**Exercise goal:** Give back every record exactly.
Dataset excerpts Block Start
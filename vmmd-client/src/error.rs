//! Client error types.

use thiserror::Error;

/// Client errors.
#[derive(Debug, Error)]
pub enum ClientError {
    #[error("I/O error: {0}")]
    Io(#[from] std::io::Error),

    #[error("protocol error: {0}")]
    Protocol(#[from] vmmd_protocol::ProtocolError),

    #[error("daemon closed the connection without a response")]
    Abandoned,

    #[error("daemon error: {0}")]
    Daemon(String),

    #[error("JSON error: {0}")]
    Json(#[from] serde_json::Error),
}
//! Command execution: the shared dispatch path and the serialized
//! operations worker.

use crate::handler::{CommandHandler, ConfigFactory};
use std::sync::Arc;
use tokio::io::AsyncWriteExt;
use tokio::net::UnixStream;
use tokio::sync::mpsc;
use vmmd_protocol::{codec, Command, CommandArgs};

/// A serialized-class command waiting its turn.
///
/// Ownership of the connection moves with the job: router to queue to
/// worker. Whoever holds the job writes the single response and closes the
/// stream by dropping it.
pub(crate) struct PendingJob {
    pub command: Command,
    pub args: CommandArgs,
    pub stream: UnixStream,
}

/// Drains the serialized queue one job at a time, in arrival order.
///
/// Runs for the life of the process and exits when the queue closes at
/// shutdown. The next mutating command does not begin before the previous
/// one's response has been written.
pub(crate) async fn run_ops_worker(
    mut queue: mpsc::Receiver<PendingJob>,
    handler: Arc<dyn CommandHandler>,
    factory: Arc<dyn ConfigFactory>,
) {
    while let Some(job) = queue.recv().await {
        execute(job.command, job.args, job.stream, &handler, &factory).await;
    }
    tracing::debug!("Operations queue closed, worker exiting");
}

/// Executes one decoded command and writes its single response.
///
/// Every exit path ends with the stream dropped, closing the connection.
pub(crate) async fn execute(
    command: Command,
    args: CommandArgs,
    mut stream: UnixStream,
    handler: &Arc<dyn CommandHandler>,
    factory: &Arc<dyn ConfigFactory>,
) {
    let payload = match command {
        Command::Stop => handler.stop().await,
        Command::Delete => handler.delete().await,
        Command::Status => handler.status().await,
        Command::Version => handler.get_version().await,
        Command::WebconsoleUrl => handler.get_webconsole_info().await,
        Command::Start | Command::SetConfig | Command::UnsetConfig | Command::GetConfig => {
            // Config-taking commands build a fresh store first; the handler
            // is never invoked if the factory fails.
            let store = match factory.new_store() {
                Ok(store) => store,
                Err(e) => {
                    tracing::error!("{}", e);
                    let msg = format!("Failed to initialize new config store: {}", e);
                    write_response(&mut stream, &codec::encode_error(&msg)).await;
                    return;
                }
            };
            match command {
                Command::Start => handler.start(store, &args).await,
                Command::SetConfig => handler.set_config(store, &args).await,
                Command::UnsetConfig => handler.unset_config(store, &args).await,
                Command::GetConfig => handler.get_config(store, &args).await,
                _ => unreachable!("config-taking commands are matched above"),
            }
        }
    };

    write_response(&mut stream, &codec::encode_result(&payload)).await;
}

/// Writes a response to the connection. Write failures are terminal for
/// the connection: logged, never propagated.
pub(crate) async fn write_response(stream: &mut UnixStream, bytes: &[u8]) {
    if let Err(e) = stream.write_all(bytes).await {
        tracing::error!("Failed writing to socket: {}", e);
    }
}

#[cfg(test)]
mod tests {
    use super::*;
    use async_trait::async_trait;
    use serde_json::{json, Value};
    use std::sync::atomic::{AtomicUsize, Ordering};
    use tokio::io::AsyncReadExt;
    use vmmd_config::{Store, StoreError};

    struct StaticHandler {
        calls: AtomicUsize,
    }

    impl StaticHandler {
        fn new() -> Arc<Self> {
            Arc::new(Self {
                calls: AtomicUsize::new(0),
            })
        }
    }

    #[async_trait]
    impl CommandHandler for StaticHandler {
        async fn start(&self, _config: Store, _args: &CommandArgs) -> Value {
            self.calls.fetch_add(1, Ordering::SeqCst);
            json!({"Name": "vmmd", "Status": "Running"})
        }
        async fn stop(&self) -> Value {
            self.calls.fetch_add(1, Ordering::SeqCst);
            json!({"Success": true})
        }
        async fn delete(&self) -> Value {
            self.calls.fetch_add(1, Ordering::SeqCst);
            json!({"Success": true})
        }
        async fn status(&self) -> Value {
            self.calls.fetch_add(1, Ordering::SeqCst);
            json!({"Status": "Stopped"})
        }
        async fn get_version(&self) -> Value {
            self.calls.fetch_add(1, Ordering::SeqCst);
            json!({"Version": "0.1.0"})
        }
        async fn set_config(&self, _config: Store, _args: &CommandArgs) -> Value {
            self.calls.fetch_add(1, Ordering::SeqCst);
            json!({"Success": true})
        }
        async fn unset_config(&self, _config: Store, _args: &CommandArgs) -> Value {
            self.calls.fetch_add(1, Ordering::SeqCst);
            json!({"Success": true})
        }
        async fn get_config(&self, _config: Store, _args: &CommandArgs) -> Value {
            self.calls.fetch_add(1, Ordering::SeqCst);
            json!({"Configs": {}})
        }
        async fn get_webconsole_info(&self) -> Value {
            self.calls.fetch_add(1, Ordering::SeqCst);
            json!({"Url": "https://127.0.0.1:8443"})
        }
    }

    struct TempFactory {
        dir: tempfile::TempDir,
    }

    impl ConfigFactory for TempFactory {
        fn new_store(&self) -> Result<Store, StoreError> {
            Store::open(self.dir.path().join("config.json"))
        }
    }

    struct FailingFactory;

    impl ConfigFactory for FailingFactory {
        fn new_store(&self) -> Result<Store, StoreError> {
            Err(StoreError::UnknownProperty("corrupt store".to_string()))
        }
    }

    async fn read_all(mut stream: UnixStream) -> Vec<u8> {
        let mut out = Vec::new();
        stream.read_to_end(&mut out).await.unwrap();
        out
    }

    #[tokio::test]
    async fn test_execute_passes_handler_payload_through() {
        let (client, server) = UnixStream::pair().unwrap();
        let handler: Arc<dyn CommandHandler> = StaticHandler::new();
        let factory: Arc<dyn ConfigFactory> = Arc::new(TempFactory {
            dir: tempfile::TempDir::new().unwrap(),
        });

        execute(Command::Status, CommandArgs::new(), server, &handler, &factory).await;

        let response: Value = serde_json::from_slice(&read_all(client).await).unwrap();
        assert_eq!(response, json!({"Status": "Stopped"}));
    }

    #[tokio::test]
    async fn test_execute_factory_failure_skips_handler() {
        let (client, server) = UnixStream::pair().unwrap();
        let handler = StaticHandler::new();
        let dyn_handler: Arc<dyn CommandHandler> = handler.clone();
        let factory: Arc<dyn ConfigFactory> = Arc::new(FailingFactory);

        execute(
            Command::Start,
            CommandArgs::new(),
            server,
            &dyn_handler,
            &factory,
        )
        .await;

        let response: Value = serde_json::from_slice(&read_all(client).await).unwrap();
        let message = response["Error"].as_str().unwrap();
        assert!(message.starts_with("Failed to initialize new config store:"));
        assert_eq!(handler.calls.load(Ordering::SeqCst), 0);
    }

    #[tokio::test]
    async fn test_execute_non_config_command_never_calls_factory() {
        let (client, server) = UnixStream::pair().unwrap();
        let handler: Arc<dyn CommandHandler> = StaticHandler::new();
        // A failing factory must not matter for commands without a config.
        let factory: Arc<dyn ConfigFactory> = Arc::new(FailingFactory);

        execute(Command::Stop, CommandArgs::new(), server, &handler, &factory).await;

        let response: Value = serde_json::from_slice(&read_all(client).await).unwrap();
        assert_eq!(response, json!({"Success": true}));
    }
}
Dataset excerpts Block End
**Task result:**
filename vmmd-client/src/error.rs
//! Client error types.

use thiserror::Error;

/// Client errors.
#[derive(Debug, Error)]
pub enum ClientError {
    #[error("I/O error: {0}")]
    Io(#[from] std::io::Error),

    #[error("protocol error: {0}")]
    Protocol(#[from] vmmd_protocol::ProtocolError),

    #[error("daemon closed the connection without a response")]
    Abandoned,

    #[error("daemon error: {0}")]
    Daemon(String),

    #[error("JSON error: {0}")]
    Json(#[from] serde_json::Error),
}
//! Command execution: the shared dispatch path and the serialized
//! operations worker.

use crate::handler::{CommandHandler, ConfigFactory};
use std::sync::Arc;
use tokio::io::AsyncWriteExt;
use tokio::net::UnixStream;
use tokio::sync::mpsc;
use vmmd_protocol::{codec, Command, CommandArgs};

/// A serialized-class command waiting its turn.
///
/// Ownership of the connection moves with the job: router to queue to
/// worker. Whoever holds the job writes the single response and closes the
/// stream by dropping it.
pub(crate) struct PendingJob {
    pub command: Command,
    pub args: CommandArgs,
    pub stream: UnixStream,
}

/// Drains the serialized queue one job at a time, in arrival order.
///
/// Runs for the life of the process and exits when the queue closes at
/// shutdown. The next mutating command does not begin before the previous
/// one's response has been written.
pub(crate) async fn run_ops_worker(
    mut queue: mpsc::Receiver<PendingJob>,
    handler: Arc<dyn CommandHandler>,
    factory: Arc<dyn ConfigFactory>,
) {
    while let Some(job) = queue.recv().await {
        execute(job.command, job.args, job.stream, &handler, &factory).await;
    }
    tracing::debug!("Operations queue closed, worker exiting");
}

/// Executes one decoded command and writes its single response.
///
/// Every exit path ends with the stream dropped, closing the connection.
pub(crate) async fn execute(
    command: Command,
    args: CommandArgs,
    mut stream: UnixStream,
    handler: &Arc<dyn CommandHandler>,
    factory: &Arc<dyn ConfigFactory>,
) {
    let payload = match command {
        Command::Stop => handler.stop().await,
        Command::Delete => handler.delete().await,
        Command::Status => handler.status().await,
        Command::Version => handler.get_version().await,
        Command::WebconsoleUrl => handler.get_webconsole_info().await,
        Command::Start | Command::SetConfig | Command::UnsetConfig | Command::GetConfig => {
            // Config-taking commands build a fresh store first; the handler
            // is never invoked if the factory fails.
            let store = match factory.new_store() {
                Ok(store) => store,
                Err(e) => {
                    tracing::error!("{}", e);
                    let msg = format!("Failed to initialize new config store: {}", e);
                    write_response(&mut stream, &codec::encode_error(&msg)).await;
                    return;
                }
            };
            match command {
                Command::Start => handler.start(store, &args).await,
                Command::SetConfig => handler.set_config(store, &args).await,
                Command::UnsetConfig => handler.unset_config(store, &args).await,
                Command::GetConfig => handler.get_config(store, &args).await,
                _ => unreachable!("config-taking commands are matched above"),
            }
        }
    };

    write_response(&mut stream, &codec::encode_result(&payload)).await;
}

/// Writes a response to the connection. Write failures are terminal for
/// the connection: logged, never propagated.
pub(crate) async fn write_response(stream: &mut UnixStream, bytes: &[u8]) {
    if let Err(e) = stream.write_all(bytes).await {
        tracing::error!("Failed writing to socket: {}", e);
    }
}

#[cfg(test)]
mod tests {
    use super::*;
    use async_trait::async_trait;
    use serde_json::{json, Value};
    use std::sync::atomic::{AtomicUsize, Ordering};
    use tokio::io::AsyncReadExt;
    use vmmd_config::{Store, StoreError};

    struct StaticHandler {
        calls: AtomicUsize,
    }

    impl StaticHandler {
        fn new() -> Arc<Self> {
            Arc::new(Self {
                calls: AtomicUsize::new(0),
            })
        }
    }

    #[async_trait]
    impl CommandHandler for StaticHandler {
        async fn start(&self, _config: Store, _args: &CommandArgs) -> Value {
            self.calls.fetch_add(1, Ordering::SeqCst);
            json!({"Name": "vmmd", "Status": "Running"})
        }
        async fn stop(&self) -> Value {
            self.calls.fetch_add(1, Ordering::SeqCst);
            json!({"Success": true})
        }
        async fn delete(&self) -> Value {
            self.calls.fetch_add(1, Ordering::SeqCst);
            json!({"Success": true})
        }
        async fn status(&self) -> Value {
            self.calls.fetch_add(1, Ordering::SeqCst);
            json!({"Status": "Stopped"})
        }
        async fn get_version(&self) -> Value {
            self.calls.fetch_add(1, Ordering::SeqCst);
            json!({"Version": "0.1.0"})
        }
        async fn set_config(&self, _config: Store, _args: &CommandArgs) -> Value {
            self.calls.fetch_add(1, Ordering::SeqCst);
            json!({"Success": true})
        }
        async fn unset_config(&self, _config: Store, _args: &CommandArgs) -> Value {
            self.calls.fetch_add(1, Ordering::SeqCst);
            json!({"Success": true})
        }
        async fn get_config(&self, _config: Store, _args: &CommandArgs) -> Value {
            self.calls.fetch_add(1, Ordering::SeqCst);
            json!({"Configs": {}})
        }
        async fn get_webconsole_info(&self) -> Value {
            self.calls.fetch_add(1, Ordering::SeqCst);
            json!({"Url": "https://127.0.0.1:8443"})
        }
    }

    struct TempFactory {
        dir: tempfile::TempDir,
    }

    impl ConfigFactory for TempFactory {
        fn new_store(&self) -> Result<Store, StoreError> {
            Store::open(self.dir.path().join("config.json"))
        }
    }

    struct FailingFactory;

    impl ConfigFactory for FailingFactory {
        fn new_store(&self) -> Result<Store, StoreError> {
            Err(StoreError::UnknownProperty("corrupt store".to_string()))
        }
    }

    async fn read_all(mut stream: UnixStream) -> Vec<u8> {
        let mut out = Vec::new();
        stream.read_to_end(&mut out).await.unwrap();
        out
    }

    #[tokio::test]
    async fn test_execute_passes_handler_payload_through() {
        let (client, server) = UnixStream::pair().unwrap();
        let handler: Arc<dyn CommandHandler> = StaticHandler::new();
        let factory: Arc<dyn ConfigFactory> = Arc::new(TempFactory {
            dir: tempfile::TempDir::new().unwrap(),
        });

        execute(Command::Status, CommandArgs::new(), server, &handler, &factory).await;

        let response: Value = serde_json::from_slice(&read_all(client).await).unwrap();
        assert_eq!(response, json!({"Status": "Stopped"}));
    }

    #[tokio::test]
    async fn test_execute_factory_failure_skips_handler() {
        let (client, server) = UnixStream::pair().unwrap();
        let handler = StaticHandler::new();
        let dyn_handler: Arc<dyn CommandHandler> = handler.clone();
        let factory: Arc<dyn ConfigFactory> = Arc::new(FailingFactory);

        execute(
            Command::Start,
            CommandArgs::new(),
            server,
            &dyn_handler,
            &factory,
        )
        .await;

        let response: Value = serde_json::from_slice(&read_all(client).await).unwrap();
        let message = response["Error"].as_str().unwrap();
        assert!(message.starts_with("Failed to initialize new config store:"));
        assert_eq!(handler.calls.load(Ordering::SeqCst), 0);
    }

    #[tokio::test]
    async fn test_execute_non_config_command_never_calls_factory() {
        let (client, server) = UnixStream::pair().unwrap();
        let handler: Arc<dyn CommandHandler> = StaticHandler::new();
        // A failing factory must not matter for commands without a config.
        let factory: Arc<dyn ConfigFactory> = Arc::new(FailingFactory);

        execute(Command::Stop, CommandArgs::new(), server, &handler, &factory).await;

        let response: Value = serde_json::from_slice(&read_all(client).await).unwrap();
        assert_eq!(response, json!({"Success": true}));
    }
}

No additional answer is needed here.